- GOAL OF THE EXERCISE:
Given the records below, would you repeat exactly the lines that begin at the one containing "let mut cur = Cursor::new(s);" and end at the one containing "a closed comment.", inclusive?

————————

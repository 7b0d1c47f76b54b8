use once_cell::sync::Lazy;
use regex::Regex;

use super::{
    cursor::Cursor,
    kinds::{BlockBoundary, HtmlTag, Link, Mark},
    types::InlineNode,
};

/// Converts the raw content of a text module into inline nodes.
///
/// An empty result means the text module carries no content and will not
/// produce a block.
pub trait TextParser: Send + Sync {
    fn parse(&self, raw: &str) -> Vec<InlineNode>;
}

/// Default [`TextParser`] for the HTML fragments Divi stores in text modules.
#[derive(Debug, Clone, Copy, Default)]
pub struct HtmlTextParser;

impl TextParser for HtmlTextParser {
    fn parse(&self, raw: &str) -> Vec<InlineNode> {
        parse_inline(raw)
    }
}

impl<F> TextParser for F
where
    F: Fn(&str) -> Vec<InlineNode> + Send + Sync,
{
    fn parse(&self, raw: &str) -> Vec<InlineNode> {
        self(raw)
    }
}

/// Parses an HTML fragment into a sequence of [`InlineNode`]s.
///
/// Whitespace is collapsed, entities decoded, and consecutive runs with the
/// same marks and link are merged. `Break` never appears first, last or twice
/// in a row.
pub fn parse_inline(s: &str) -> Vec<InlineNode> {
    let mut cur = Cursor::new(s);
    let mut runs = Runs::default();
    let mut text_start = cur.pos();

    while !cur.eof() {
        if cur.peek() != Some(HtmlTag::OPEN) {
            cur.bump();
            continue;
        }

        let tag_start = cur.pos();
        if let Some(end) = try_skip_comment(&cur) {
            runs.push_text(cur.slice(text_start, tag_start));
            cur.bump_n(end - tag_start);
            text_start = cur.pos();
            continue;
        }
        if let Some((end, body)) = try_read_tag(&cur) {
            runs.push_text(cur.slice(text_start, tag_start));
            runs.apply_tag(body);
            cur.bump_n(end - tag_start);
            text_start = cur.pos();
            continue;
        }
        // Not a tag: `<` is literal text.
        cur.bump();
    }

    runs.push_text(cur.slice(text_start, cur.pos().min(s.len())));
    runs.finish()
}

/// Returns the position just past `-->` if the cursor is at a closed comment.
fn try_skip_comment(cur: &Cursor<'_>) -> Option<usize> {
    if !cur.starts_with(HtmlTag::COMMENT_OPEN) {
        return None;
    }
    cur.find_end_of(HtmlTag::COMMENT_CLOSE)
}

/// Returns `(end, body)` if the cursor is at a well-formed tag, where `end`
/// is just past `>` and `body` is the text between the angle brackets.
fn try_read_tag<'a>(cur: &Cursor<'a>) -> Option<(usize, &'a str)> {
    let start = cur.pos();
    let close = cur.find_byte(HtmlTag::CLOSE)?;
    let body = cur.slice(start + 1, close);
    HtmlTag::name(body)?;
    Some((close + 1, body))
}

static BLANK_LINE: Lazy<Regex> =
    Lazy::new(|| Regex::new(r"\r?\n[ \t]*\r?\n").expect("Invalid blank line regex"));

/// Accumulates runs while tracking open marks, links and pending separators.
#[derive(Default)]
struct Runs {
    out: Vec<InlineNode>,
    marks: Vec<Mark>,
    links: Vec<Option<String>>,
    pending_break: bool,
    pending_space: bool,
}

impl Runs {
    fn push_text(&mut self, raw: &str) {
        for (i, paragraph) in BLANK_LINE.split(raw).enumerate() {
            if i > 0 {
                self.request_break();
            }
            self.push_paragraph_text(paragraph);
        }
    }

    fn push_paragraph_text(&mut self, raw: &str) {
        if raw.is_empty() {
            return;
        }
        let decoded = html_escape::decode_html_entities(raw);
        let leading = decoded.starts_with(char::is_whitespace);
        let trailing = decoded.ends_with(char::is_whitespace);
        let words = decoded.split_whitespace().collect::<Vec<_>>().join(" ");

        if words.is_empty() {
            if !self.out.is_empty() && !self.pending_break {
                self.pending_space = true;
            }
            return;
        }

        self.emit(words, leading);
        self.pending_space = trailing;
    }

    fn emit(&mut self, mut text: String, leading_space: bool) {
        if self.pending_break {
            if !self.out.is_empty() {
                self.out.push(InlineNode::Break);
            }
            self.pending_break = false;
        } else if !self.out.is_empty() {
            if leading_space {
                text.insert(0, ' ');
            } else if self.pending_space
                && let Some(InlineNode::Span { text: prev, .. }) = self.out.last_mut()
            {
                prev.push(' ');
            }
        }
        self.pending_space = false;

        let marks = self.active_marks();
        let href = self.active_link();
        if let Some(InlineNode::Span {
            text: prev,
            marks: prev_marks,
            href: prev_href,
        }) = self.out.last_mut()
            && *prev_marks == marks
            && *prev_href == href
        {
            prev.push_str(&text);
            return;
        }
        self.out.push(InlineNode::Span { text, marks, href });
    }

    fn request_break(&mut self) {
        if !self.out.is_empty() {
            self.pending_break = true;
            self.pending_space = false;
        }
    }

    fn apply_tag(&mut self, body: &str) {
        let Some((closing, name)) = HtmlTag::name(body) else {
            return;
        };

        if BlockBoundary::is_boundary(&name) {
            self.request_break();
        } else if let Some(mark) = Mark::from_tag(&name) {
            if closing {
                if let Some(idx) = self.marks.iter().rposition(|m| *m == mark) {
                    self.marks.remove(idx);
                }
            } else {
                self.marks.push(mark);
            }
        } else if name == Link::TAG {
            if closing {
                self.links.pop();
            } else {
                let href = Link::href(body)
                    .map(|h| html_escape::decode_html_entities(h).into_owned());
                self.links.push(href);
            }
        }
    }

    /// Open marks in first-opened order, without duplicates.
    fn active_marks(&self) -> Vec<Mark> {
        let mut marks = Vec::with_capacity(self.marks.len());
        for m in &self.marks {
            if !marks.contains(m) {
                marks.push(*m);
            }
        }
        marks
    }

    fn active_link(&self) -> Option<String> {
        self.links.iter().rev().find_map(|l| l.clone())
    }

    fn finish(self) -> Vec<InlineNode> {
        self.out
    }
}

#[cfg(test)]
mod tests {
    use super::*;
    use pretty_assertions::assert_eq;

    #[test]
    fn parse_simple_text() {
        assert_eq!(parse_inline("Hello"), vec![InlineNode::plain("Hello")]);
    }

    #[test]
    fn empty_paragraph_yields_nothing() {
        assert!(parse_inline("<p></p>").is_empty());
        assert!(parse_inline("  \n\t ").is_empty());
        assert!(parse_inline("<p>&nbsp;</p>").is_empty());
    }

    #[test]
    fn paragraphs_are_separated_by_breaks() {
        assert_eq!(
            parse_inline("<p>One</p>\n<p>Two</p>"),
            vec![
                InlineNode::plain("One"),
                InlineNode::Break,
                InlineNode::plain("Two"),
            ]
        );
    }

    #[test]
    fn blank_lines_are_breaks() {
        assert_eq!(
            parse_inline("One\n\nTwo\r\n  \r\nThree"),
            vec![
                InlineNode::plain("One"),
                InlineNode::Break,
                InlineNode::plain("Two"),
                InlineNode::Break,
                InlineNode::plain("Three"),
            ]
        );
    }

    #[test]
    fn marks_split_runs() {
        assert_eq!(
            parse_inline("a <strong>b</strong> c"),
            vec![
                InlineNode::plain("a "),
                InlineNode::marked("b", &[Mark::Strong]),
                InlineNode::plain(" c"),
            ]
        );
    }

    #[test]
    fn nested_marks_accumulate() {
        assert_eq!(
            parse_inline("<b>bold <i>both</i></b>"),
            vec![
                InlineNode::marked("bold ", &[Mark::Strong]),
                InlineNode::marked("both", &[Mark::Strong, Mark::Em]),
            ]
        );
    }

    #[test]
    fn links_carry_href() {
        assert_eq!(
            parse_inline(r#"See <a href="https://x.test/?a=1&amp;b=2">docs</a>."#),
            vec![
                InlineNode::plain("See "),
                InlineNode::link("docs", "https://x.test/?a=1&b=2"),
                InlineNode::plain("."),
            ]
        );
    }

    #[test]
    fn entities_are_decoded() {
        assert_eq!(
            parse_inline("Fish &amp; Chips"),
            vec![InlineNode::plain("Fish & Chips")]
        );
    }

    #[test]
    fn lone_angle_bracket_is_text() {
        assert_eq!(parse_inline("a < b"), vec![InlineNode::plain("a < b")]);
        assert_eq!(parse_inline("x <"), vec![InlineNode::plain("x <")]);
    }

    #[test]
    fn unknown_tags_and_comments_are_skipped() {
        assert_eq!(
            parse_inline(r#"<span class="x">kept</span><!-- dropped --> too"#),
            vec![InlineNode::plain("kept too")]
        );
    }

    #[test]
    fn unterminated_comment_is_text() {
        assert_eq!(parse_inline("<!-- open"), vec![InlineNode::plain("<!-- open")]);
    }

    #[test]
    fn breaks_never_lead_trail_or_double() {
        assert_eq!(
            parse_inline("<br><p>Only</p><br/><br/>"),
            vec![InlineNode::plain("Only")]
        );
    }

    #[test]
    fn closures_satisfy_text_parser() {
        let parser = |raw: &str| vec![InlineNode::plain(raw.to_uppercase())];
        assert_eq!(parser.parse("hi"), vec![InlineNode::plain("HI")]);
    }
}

————————

- EXERCISE SOLUTION:
    let mut cur = Cursor::new(s);
    let mut runs = Runs::default();
    let mut text_start = cur.pos();

    while !cur.eof() {
        if cur.peek() != Some(HtmlTag::OPEN) {
            cur.bump();
            continue;
        }

        let tag_start = cur.pos();
        if let Some(end) = try_skip_comment(&cur) {
            runs.push_text(cur.slice(text_start, tag_start));
            cur.bump_n(end - tag_start);
            text_start = cur.pos();
            continue;
        }
        if let Some((end, body)) = try_read_tag(&cur) {
            runs.push_text(cur.slice(text_start, tag_start));
            runs.apply_tag(body);
            cur.bump_n(end - tag_start);
            text_start = cur.pos();
            continue;
        }
        // Not a tag: `<` is literal text.
        cur.bump();
    }

    runs.push_text(cur.slice(text_start, cur.pos().min(s.len())));
    runs.finish()
}

/// Returns the position just past `-->` if the cursor is at a closed comment.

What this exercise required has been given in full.